Russian interest in Estonian citizenship spikes
Russia's full-scale war in Ukraine has pushed Russian citizens living in Estonia to apply for Estonian citizenship and applications more than doubled last year. Interest has not risen amongst grey-passport holders.
"While in previous years it was 280-290 [applications], last year it was 726 [applications], a 2.5-fold increase. But among people with a grey passport or undetermined citizenship, the number has not changed. The war has had an impact on the citizens of the Russian Federation in particular, those who have lived in Estonia for a long time," Minister of Interior Lauri Läänemets (SDE) told Thursday's "Aktuaalne kaamera".
Estonian citizenship can be applied for if a person has lived in Estonia for at least eight years, knows Estonian to at least B1 level and has passed the citizenship and constitutional exams.
Additionally, Estonia does not allow dual citizenship so the applicant must renounce their current citizenship.
On Thursday, the government granted Estonian citizenship to 30 Russian citizens pending the renouncement of the applicants' citizenship.
AK spoke to one of those awarded, Moscow-born Peter Suškov who has lived in Estonia for eight years.
"The first time I came to Estonia was when I was 12 years old and I realized - wow! This is the country I want to live in. I came to study at university. My great-great-great-grandfather lived in Lithuania and studied at the University of Tartu more than a hundred years ago," Suškov said.
Three months ago, he started the process of applying for Estonian citizenship and everything went smoothly except for renouncing Russian citizenship.

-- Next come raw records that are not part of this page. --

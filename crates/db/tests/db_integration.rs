//! Database integration tests.
//!
//! These tests require a running `PostgreSQL` instance.
//! Run with: `cargo test --test db_integration -- --ignored`
//!
//! Environment variables:
//!   `TEST_DB_HOST` (default: localhost)
//!   `TEST_DB_PORT` (default: 5433)
//!   `TEST_DB_USER` (default: `universe_test`)
//!   `TEST_DB_PASSWORD` (default: `universe_test`)
//!   `TEST_DB_NAME` (default: `universe_test`)

#![allow(clippy::unwrap_used, clippy::expect_used)]

use std::sync::Arc;

use chrono::{Duration, Utc};
use sea_orm::Set;
use universe_common::{AppError, IdGenerator};
use universe_db::entities::{following, post, post_like, story, story_view, user};
use universe_db::repositories::{
    FollowingRepository, PostLikeRepository, PostRepository, StoryRepository, UserRepository,
};
use universe_db::test_utils::{TestDatabase, TestDbConfig};

async fn insert_user(repo: &UserRepository, ids: &IdGenerator, username: &str) -> user::Model {
    repo.create(user::ActiveModel {
        id: Set(ids.generate()),
        username: Set(username.to_string()),
        username_lower: Set(username.to_lowercase()),
        email: Set(format!("{}@example.com", username.to_lowercase())),
        first_name: Set(None),
        last_name: Set(None),
        password_hash: Set("x".to_string()),
        token: Set(Some(ids.generate_token())),
        created_at: Set(Utc::now().into()),
        updated_at: Set(None),
    })
    .await
    .expect("insert user")
}

#[tokio::test]
#[ignore = "requires running PostgreSQL instance"]
async fn test_database_connection() {
    let result = TestDatabase::with_config(TestDbConfig::default()).await;
    assert!(result.is_ok(), "Failed to connect: {:?}", result.err());
}

#[tokio::test]
#[ignore = "requires running PostgreSQL instance"]
async fn test_duplicate_like_is_conflict() {
    let db = TestDatabase::new().await.expect("Failed to connect");
    db.cleanup().await.unwrap();
    let conn = Arc::new(db.conn);
    let ids = IdGenerator::new();

    let users = UserRepository::new(Arc::clone(&conn));
    let posts = PostRepository::new(Arc::clone(&conn));
    let likes = PostLikeRepository::new(Arc::clone(&conn));

    let alice = insert_user(&users, &ids, "alice").await;
    let p = posts
        .create(post::ActiveModel {
            id: Set(ids.generate()),
            author_id: Set(alice.id.clone()),
            content: Set("hello".to_string()),
            image_url: Set(None),
            created_at: Set(Utc::now().into()),
            updated_at: Set(None),
        })
        .await
        .unwrap();

    let like = || post_like::ActiveModel {
        id: Set(ids.generate()),
        user_id: Set(alice.id.clone()),
        post_id: Set(p.id.clone()),
        created_at: Set(Utc::now().into()),
    };

    likes.create(like()).await.unwrap();
    let second = likes.create(like()).await;
    assert!(matches!(second, Err(AppError::Conflict(_))));
    assert_eq!(likes.count_by_post(&p.id).await.unwrap(), 1);
}

#[tokio::test]
#[ignore = "requires running PostgreSQL instance"]
async fn test_self_follow_rejected_by_schema() {
    let db = TestDatabase::new().await.expect("Failed to connect");
    db.cleanup().await.unwrap();
    let conn = Arc::new(db.conn);
    let ids = IdGenerator::new();

    let users = UserRepository::new(Arc::clone(&conn));
    let follows = FollowingRepository::new(Arc::clone(&conn));
    let alice = insert_user(&users, &ids, "alice").await;

    let result = follows
        .create(following::ActiveModel {
            id: Set(ids.generate()),
            follower_id: Set(alice.id.clone()),
            followee_id: Set(alice.id.clone()),
            created_at: Set(Utc::now().into()),
        })
        .await;
    assert!(result.is_err());
}

#[tokio::test]
#[ignore = "requires running PostgreSQL instance"]
async fn test_expired_story_excluded_and_views_unique() {
    let db = TestDatabase::new().await.expect("Failed to connect");
    db.cleanup().await.unwrap();
    let conn = Arc::new(db.conn);
    let ids = IdGenerator::new();

    let users = UserRepository::new(Arc::clone(&conn));
    let stories = StoryRepository::new(Arc::clone(&conn));
    let bob = insert_user(&users, &ids, "bob").await;
    let carol = insert_user(&users, &ids, "carol").await;

    let old_created = Utc::now() - Duration::hours(25);
    let expired = stories
        .create(story::ActiveModel {
            id: Set(ids.generate()),
            author_id: Set(bob.id.clone()),
            image_url: Set(Some("https://cdn.example.com/old.jpg".to_string())),
            video_url: Set(None),
            caption: Set(None),
            duration: Set(5),
            background_color: Set("#111111".to_string()),
            created_at: Set(old_created.into()),
            expires_at: Set(story::Model::expiry_for(old_created.into())),
        })
        .await
        .unwrap();

    let now = Utc::now();
    let fresh = stories
        .create(story::ActiveModel {
            id: Set(ids.generate()),
            author_id: Set(bob.id.clone()),
            image_url: Set(None),
            video_url: Set(None),
            caption: Set(Some("hi".to_string())),
            duration: Set(5),
            background_color: Set("#111111".to_string()),
            created_at: Set(now.into()),
            expires_at: Set(story::Model::expiry_for(now.into())),
        })
        .await
        .unwrap();

    let active = stories
        .find_active_by_authors(&[bob.id.clone()], Utc::now().into())
        .await
        .unwrap();
    assert_eq!(active.len(), 1);
    assert_eq!(active[0].id, fresh.id);
    assert!(stories.find_by_id(&expired.id).await.unwrap().is_some());

    let view = || story_view::ActiveModel {
        id: Set(ids.generate()),
        story_id: Set(fresh.id.clone()),
        viewer_id: Set(carol.id.clone()),
        viewed_at: Set(Utc::now().into()),
    };
    stories.create_view(view()).await.unwrap();
    assert!(matches!(
        stories.create_view(view()).await,
        Err(AppError::Conflict(_))
    ));
    assert_eq!(stories.count_views(&fresh.id).await.unwrap(), 1);
}

#[test]
fn test_config_from_env() {
    let config = TestDbConfig::default();
    assert!(!config.host.is_empty());
    assert!(config.port > 0);
    assert!(!config.username.is_empty());
    assert!(!config.database.is_empty());
}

Usually, this process involves traveling to Russia as the state does not recognize documents translated and apostilled in Estonia. But Suškov managed to avoid this.
"There is a translation agency in Tallinn where they translate the document, confirm it, and the Russian embassy accepts them. I was able to draw up a power of attorney, I sent it to my parents by mail, and at this point everything I had to do in Russia is done," he said.
Estonia cannot change this process, Läänemets said.
"Of course, nobody wants to go there [Russia] today. People may have spoken out in support of the war in Ukraine, which is a criminal offense in Russia. Or perhaps the Russian state wants to mobilize them. Nothing can be done. In Estonia, it is only possible to have one citizenship, and renunciation of Russian citizenship can only be granted by the Russian Federation," the minister said.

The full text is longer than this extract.